Avignon OFF : La Fugue

Cet été, Café Babel a envoyé Jule couvrir le Festival off d’Avignon. En parallèle de ses articles thématiques pour le magazine, retrouvez ici, chaque jour, les critiques des spectacles qu’elle est allée voir.

 

La Fugue aka à la recherche des proches perdus

Le point de départ de ce spectacle réunionnais ? Le marronnage, nom donné à la fuite des esclaves hors de la propriété de leurs maîtres. Une exposition y était consacrée au printemps 2017 à Saint-Paul. De quoi nous parle-t-on cet été en Avignon ? De celles et ceux qui disparaissent, volontairement. Ils et elles sont majeur·es, sont parti·es un matin et ne sont jamais revenu·es.
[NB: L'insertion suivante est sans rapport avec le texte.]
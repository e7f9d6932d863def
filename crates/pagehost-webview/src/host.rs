//! `EmbeddedPageHost`: one browser surface showing the bundled page.

use std::cell::{Cell, RefCell};
use std::rc::Rc;
use std::sync::Arc;

use pagehost_common::Result;
use pagehost_config::PageHostConfig;
use serde_json::Value;
use tracing::{debug, info, trace, warn};

use crate::bridge::{Disposable, Disposer, HostToPageBridge, PageToHostBridge, RequestRouter};
use crate::events::WebViewEvent;
use crate::ipc::js_bootstrap_call;
use crate::scheme::{SchemeHandler, SchemeRegistration, SchemeRegistry};
use crate::surface::BrowserSurface;
use crate::theme::{ThemeEvent, ThemeSource, ThemeSubscription};

/// Names and addresses the host uses to reach the page.
#[derive(Debug, Clone, PartialEq, Eq)]
pub struct HostOptions {
    pub scheme: String,
    pub host: String,
    pub entry: String,
    pub bootstrap_function: String,
    pub watched_property: String,
    pub changed_event: String,
    pub changed_argument: String,
}

impl Default for HostOptions {
    fn default() -> Self {
        Self::from_config(&PageHostConfig::default())
    }
}

impl HostOptions {
    pub fn from_config(config: &PageHostConfig) -> Self {
        Self {
            scheme: config.page.scheme.clone(),
            host: config.page.host.clone(),
            entry: config.page.entry.clone(),
            bootstrap_function: config.bridge.bootstrap_function.clone(),
            watched_property: config.theme.watched_property.clone(),
            changed_event: config.theme.changed_event.clone(),
            changed_argument: config.theme.changed_argument.clone(),
        }
    }

    pub fn bootstrap_url(&self) -> String {
        pagehost_config::bootstrap_url(&self.scheme, &self.host, &self.entry)
    }
}

#[derive(Debug, Clone, Copy, PartialEq, Eq)]
pub enum HostState {
    Constructed,
    Disposed,
}

/// What one [`EmbeddedPageHost::pump`] call processed.
#[derive(Debug, Clone, Copy, Default, PartialEq, Eq)]
pub struct PumpStats {
    /// Theme notifications forwarded to the page.
    pub theme_forwards: usize,
    /// IPC envelopes received from the page.
    pub ipc_messages: usize,
    /// Page loads that finished.
    pub page_loads: usize,
}

impl PumpStats {
    pub fn is_idle(&self) -> bool {
        *self == Self::default()
    }
}

/// Hosts the bundled page in a browser surface and keeps it connected to
/// the host application.
///
/// Construction registers the custom scheme, paints the surface with the
/// host panel background, wires both bridges, subscribes to theme changes
/// and finally loads the entry page. All later work happens in
/// [`pump`](Self::pump), which the owner calls from its event loop.
///
/// The host is single-threaded; it must be created, pumped and dropped on
/// the UI thread that owns the surface.
pub struct EmbeddedPageHost {
    surface: Rc<dyn BrowserSurface>,
    options: HostOptions,
    outbound: HostToPageBridge,
    inbound: Rc<PageToHostBridge>,
    disposer: Disposer,
    subscription: RefCell<Option<ThemeSubscription>>,
    registration: RefCell<Option<SchemeRegistration>>,
    state: Cell<HostState>,
}

impl EmbeddedPageHost {
    pub fn new(
        surface: Rc<dyn BrowserSurface>,
        registry: &SchemeRegistry,
        handler: Arc<dyn SchemeHandler>,
        theme: &dyn ThemeSource,
        request_handler: RequestRouter,
        options: HostOptions,
    ) -> Result<Self> {
        let registration = registry.register(&options.scheme, &options.host, handler)?;

        let snapshot = theme.current();
        surface.set_background_color(snapshot.panel_background)?;

        let outbound = HostToPageBridge::new(Rc::clone(&surface));
        let inbound = Rc::new(PageToHostBridge::new(Rc::clone(&surface), request_handler));
        inbound.set_init_script(js_bootstrap_call(
            &options.bootstrap_function,
            snapshot.is_dark(),
        ));

        let disposer = Disposer::new();
        disposer.register(Rc::clone(&inbound) as Rc<dyn Disposable>);

        let subscription = theme.subscribe();

        let url = options.bootstrap_url();
        surface.load_url(&url)?;
        info!(url = %url, dark = snapshot.is_dark(), "embedded page host created");

        Ok(Self {
            surface,
            options,
            outbound,
            inbound,
            disposer,
            subscription: RefCell::new(Some(subscription)),
            registration: RefCell::new(Some(registration)),
            state: Cell::new(HostState::Constructed),
        })
    }

    /// Process pending theme notifications and surface events.
    ///
    /// Never blocks. Failures are logged and do not stop processing.
    pub fn pump(&self) -> PumpStats {
        let mut stats = PumpStats::default();
        if self.state.get() == HostState::Disposed {
            return stats;
        }
        stats.theme_forwards = self.forward_theme_changes();

        for event in self.surface.drain_events() {
            match event {
                WebViewEvent::PageLoad { state, url } => {
                    trace!(?state, url = %url, "page load");
                    if self.inbound.handle_page_load(state, &url) {
                        stats.page_loads += 1;
                    }
                }
                WebViewEvent::IpcMessage { body } => {
                    stats.ipc_messages += 1;
                    self.inbound.handle_message(&body);
                }
                WebViewEvent::TitleChanged { title } => {
                    debug!(title = %title, "page title changed");
                }
                WebViewEvent::NavigationRequested { url } => {
                    trace!(url = %url, "navigation");
                }
                WebViewEvent::NavigationBlocked { url } => {
                    warn!(url = %url, "page attempted to leave the bundled origin");
                }
            }
        }
        stats
    }

    fn forward_theme_changes(&self) -> usize {
        let mut subscription = self.subscription.borrow_mut();
        let Some(subscription) = subscription.as_mut() else {
            return 0;
        };
        let argument = Value::String(self.options.changed_argument.clone());
        let mut forwarded = 0;
        while let Some(event) = subscription.try_next() {
            match event {
                ThemeEvent::Changed(change) if change.property != self.options.watched_property => {
                    trace!(property = %change.property, "ignoring theme property change");
                    continue;
                }
                ThemeEvent::Changed(_) => {}
                // One call per lagged window.
                ThemeEvent::Lagged { skipped } => {
                    debug!(skipped, "forwarding theme change for lagged window");
                }
            }
            match self
                .outbound
                .call_js(&self.options.changed_event, std::slice::from_ref(&argument))
            {
                Ok(()) => forwarded += 1,
                Err(e) => warn!(error = %e, "failed to forward theme change"),
            }
        }
        forwarded
    }

    pub fn inbound_bridge(&self) -> &PageToHostBridge {
        &self.inbound
    }

    pub fn outbound_bridge(&self) -> &HostToPageBridge {
        &self.outbound
    }

    /// Give keyboard focus to the page.
    pub fn focus(&self) {
        if self.state.get() == HostState::Disposed {
            debug!("focus requested on disposed host");
            return;
        }
        if let Err(e) = self.surface.focus() {
            warn!(error = %e, "failed to focus embedded page");
        }
    }

    pub fn state(&self) -> HostState {
        self.state.get()
    }

    pub fn options(&self) -> &HostOptions {
        &self.options
    }

    /// Tear down bridges, the theme subscription and the scheme
    /// registration. Safe to call more than once.
    pub fn dispose(&self) {
        if self.state.replace(HostState::Disposed) == HostState::Disposed {
            return;
        }
        self.disposer.dispose_all();
        if let Some(subscription) = self.subscription.borrow_mut().take() {
            subscription.unsubscribe();
        }
        if let Some(registration) = self.registration.borrow_mut().take() {
            registration.release();
        }
        self.outbound.dispose();
        info!("embedded page host disposed");
    }
}

impl Drop for EmbeddedPageHost {
    fn drop(&mut self) {
        self.dispose();
    }
}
Leurs proches s’organisent, remplissent des formulaires, rejoignent des groupes de soutien, tentent de vivre avec ce vide, ce manque, ces questions : où ? pourquoi ? pour combien de temps encore ? et que faire, en attendant l’esquisse d’une réponse ?

Un spectacle sur les « évaporés » comme on les appelle au Japon, avec, en sous-texte, le concept des « lignes de fuite » de Deleuze. On pense aussi à ces dizaines de jeunes qui ont rejoint le site de Notre Dame des Landes, sans rien dire, parce qu’ils et elles ne pouvaient tout simplement pas continuer leur vie ainsi. Enfin… On est censés y penser. Parce que tout ça, ce n’est qu’à la sortie du spectacle qu’on l’apprend, dossier de presse entre les mains… On aime beaucoup les textes aux différents niveaux de lecture, le problème avec celui-ci, c’est qu’on n’y a pas eu accès pendant la pièce. Tout ça est resté un peu plat, dommage.

Les comédiens sont excellents, c’est à souligner, la scénographie est soignée et la langue de Lolita Monga, un mélange de français, d’anglais et de créole est particulièrement intéressante : ntelligente, subtile, esthétique. On ressort donc un peu déçues, mais on a hâte de suivre cette jeune compagnie pleine de promesses !

La Fugue : Du 6 au 29 juillet à 15h00 au Théâtre du Chien qui fume. Relâches les 11, 18 et 25 juillet.